A significant threat is also posed to the right of the majority of workers to agree to their own conditions of work, by Labor's "flexibility" clause. Labor made provision for the "flexibility" clause to be inserted into all awards and EBAs in its interim workplace legislation passed in March. Gillard has referred the matter to the AIRC to draft a model clause.

The AFR article raises questions as to whether the clause — which would allow individual workers to make separate agreements with individual bosses outside the scope of collective agreements — could undermine the rights of the majority. Speaking to the Sydney Morning Herald (SMH) on April 10, a number of national union leaders raised serious concerns about the flexibility clause, fearing that it may have the power to undermine the right of the majority of workers to agree collectively to their agreement.

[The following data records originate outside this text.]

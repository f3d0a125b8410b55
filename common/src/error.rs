//! エラー型定義
//!
//! 共通レイヤーのエラー型（thiserror使用）

use thiserror::Error;

/// Common layer error type
#[derive(Debug, Error)]
pub enum CommonError {
    /// Configuration error
    #[error("Configuration error: {0}")]
    Config(String),

    /// Invalid base URL
    #[error("Invalid base URL: {0}")]
    InvalidBaseUrl(String),

    /// Serialization error
    #[error("Serialization error: {0}")]
    Serialization(#[from] serde_json::Error),
}
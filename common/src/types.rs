//! 共通型定義
//!
//! TestCase, ProbeResult, ResponseEnvelope等のコアデータ型

use serde::{Deserialize, Serialize};
use serde_json::Value;

/// 追跡IDを格納するレスポンスのキー名
pub const TRACE_ID_KEY: &str = "traceId";

/// テストケース（エンドポイントパスと表示用の説明）
#[derive(Debug, Clone, Serialize, Deserialize, PartialEq, Eq)]
pub struct TestCase {
    /// リクエストパス（`/` 始まり、クエリ文字列を含んでよい）
    pub path: String,
    /// 表示用の説明
    pub description: String,
}

impl TestCase {
    /// 新しいテストケースを作成
    pub fn new(path: impl Into<String>, description: impl Into<String>) -> Self {
        Self {
            path: path.into(),
            description: description.into(),
        }
    }
}

/// 1回のプローブ結果
///
/// リクエストごとに生成され、表示後に破棄される。
#[derive(Debug, Clone, PartialEq)]
pub struct ProbeResult {
    /// HTTPステータスコード
    pub status_code: u16,
    /// レスポンスボディ（生テキスト）
    pub body_text: String,
    /// JSONとして解析できた場合のボディ
    pub parsed_json: Option<Value>,
    /// ボディがオブジェクトで `traceId` を含む場合の値
    pub trace_id: Option<String>,
}

impl ProbeResult {
    /// ステータスコードとボディからプローブ結果を組み立てる
    ///
    /// JSONとして解析できないボディはエラーにせず、`parsed_json` を None にする。
    pub fn from_response(status_code: u16, body_text: impl Into<String>) -> Self {
        let body_text = body_text.into();
        let parsed_json = serde_json::from_str::<Value>(&body_text).ok();
        let trace_id = parsed_json.as_ref().and_then(extract_trace_id);

        Self {
            status_code,
            body_text,
            parsed_json,
            trace_id,
        }
    }

    /// ボディがJSONとして解析できたか
    pub fn is_json(&self) -> bool {
        self.parsed_json.is_some()
    }

    /// サーバーの統一レスポンス形式として解釈する
    pub fn envelope(&self) -> Option<ResponseEnvelope> {
        self.parsed_json
            .as_ref()
            .filter(|value| value.is_object())
            .and_then(|value| serde_json::from_value(value.clone()).ok())
    }

    /// 自動チェック結果を算出する
    pub fn checks(&self) -> ProbeChecks {
        ProbeChecks {
            json_body: self.is_json(),
            consistent_shape: self
                .envelope()
                .map(|envelope| envelope.has_standard_shape())
                .unwrap_or(false),
            trace_id_present: self.has_usable_trace_id(),
        }
    }

    /// 相関に使える追跡IDを持つか
    ///
    /// `"traceId": null` はキーがあるので表示はするが、追跡IDとしては数えない。
    pub fn has_usable_trace_id(&self) -> bool {
        self.parsed_json
            .as_ref()
            .and_then(Value::as_object)
            .and_then(|object| object.get(TRACE_ID_KEY))
            .map(|value| !value.is_null())
            .unwrap_or(false)
    }
}

/// オブジェクトの `traceId` を表示用文字列として取り出す
///
/// 文字列はそのまま、それ以外の値はJSON表記で返す。
fn extract_trace_id(value: &Value) -> Option<String> {
    match value.as_object()?.get(TRACE_ID_KEY)? {
        Value::String(s) => Some(s.clone()),
        other => Some(other.to_string()),
    }
}

/// サーバーの統一レスポンス形式
///
/// `{code, message, data, timestamp, traceId}`。全フィールド任意。
#[derive(Debug, Clone, Default, Serialize, Deserialize, PartialEq)]
pub struct ResponseEnvelope {
    /// アプリケーションエラーコード
    #[serde(default)]
    pub code: Option<i64>,
    /// メッセージ
    #[serde(default)]
    pub message: Option<String>,
    /// 付随データ
    #[serde(default)]
    pub data: Option<Value>,
    /// サーバー側タイムスタンプ
    #[serde(default)]
    pub timestamp: Option<Value>,
    /// 追跡ID
    #[serde(default, rename = "traceId")]
    pub trace_id: Option<Value>,
}

impl ResponseEnvelope {
    /// `code` と `message` を両方持つか
    pub fn has_standard_shape(&self) -> bool {
        self.code.is_some() && self.message.is_some()
    }
}

/// プローブ結果に対する自動チェック
#[derive(Debug, Clone, Copy, Default, Serialize, Deserialize, PartialEq, Eq)]
pub struct ProbeChecks {
    /// ボディがJSON
    pub json_body: bool,
    /// 統一レスポンス形式（code + message）
    pub consistent_shape: bool,
    /// 追跡IDあり
    pub trace_id_present: bool,
}

/// 接続確認の状態
///
/// 最初のケースのみ接続失敗を致命的として扱う。
#[derive(Debug, Clone, Copy, Default, PartialEq, Eq)]
pub enum AttemptPhase {
    /// 最初の試行（接続未確認）
    #[default]
    FirstAttempt,
    /// 接続確認済み
    SubsequentAttempt,
}

impl AttemptPhase {
    /// 成功後の状態に遷移する
    pub fn advance(self) -> Self {
        AttemptPhase::SubsequentAttempt
    }

    /// 最初の試行か
    pub fn is_first(self) -> bool {
        self == AttemptPhase::FirstAttempt
    }
}
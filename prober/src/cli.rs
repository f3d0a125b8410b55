//! CLI module for exprobe
//!
//! Only -h/--help and -V/--version are accepted.
//! The target server is configured through environment variables.

use clap::Parser;

/// Exception Probe - smoke test for a server's exception-handling endpoints
#[derive(Parser, Debug)]
#[command(name = "exprobe")]
#[command(version, about, long_about = None)]
#[command(after_help = r#"ENVIRONMENT VARIABLES:
    EXPROBE_BASE_URL        Target server (default: http://localhost:8080)
    EXPROBE_LOG_LEVEL       Log level (default: info)
    EXPROBE_TIMEOUT_SECS    Per-request timeout in seconds (default: none)
"#)]
pub struct Cli;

"It would be ludicrous to have a flexibility clause that says you can agree to change anything in the award full stop. That would be even worse than an AWA [Australian Workplace Agreement — individual contract] in that there are clearly some things you should not be able to change by individual agreement", Julius Roe, national president of the Australian Manufacturing Workers Union told the SMH.

"A good example of that is overtime and working hours where an employer might find a vulnerable worker to reach agreement to work, say, on a Saturday where the majority of workers do not want the factory opening on a Saturday. Where it is the sort of flexibility that has the potential to undermine the collective there should be consultation with and approval by the collective."

The wording of the "flexibility" clause is yet to be released by the AIRC. Unless tightly regulated — to allow workers to negotiate flexible start and finish times to allow for childcare responsibilities, for instance — it will clearly have the potential to undermine collective agreements.

Speaking to The Australian on April 10, Gillard denied that Labor had any intention of watering-down any of the commitments that it made prior to the federal election in its IR policy document Forward with Fairness. While this may be the case, this is cold comfort for those fighting to enshrine our rights at work. Labor's blueprint for a new industrial relations system shares too much in common with the Coalition's Work Choices monster that it is designed to replace.

While the burden on individual workers will be eased (abolishing AWAs, reinstating some level of unfair dismissal laws), the restrictions on unions (notably the requirement of secret ballots before industrial action and draconian restrictions on union officials' right of entry) will remain. The campaign for just employment laws must continue.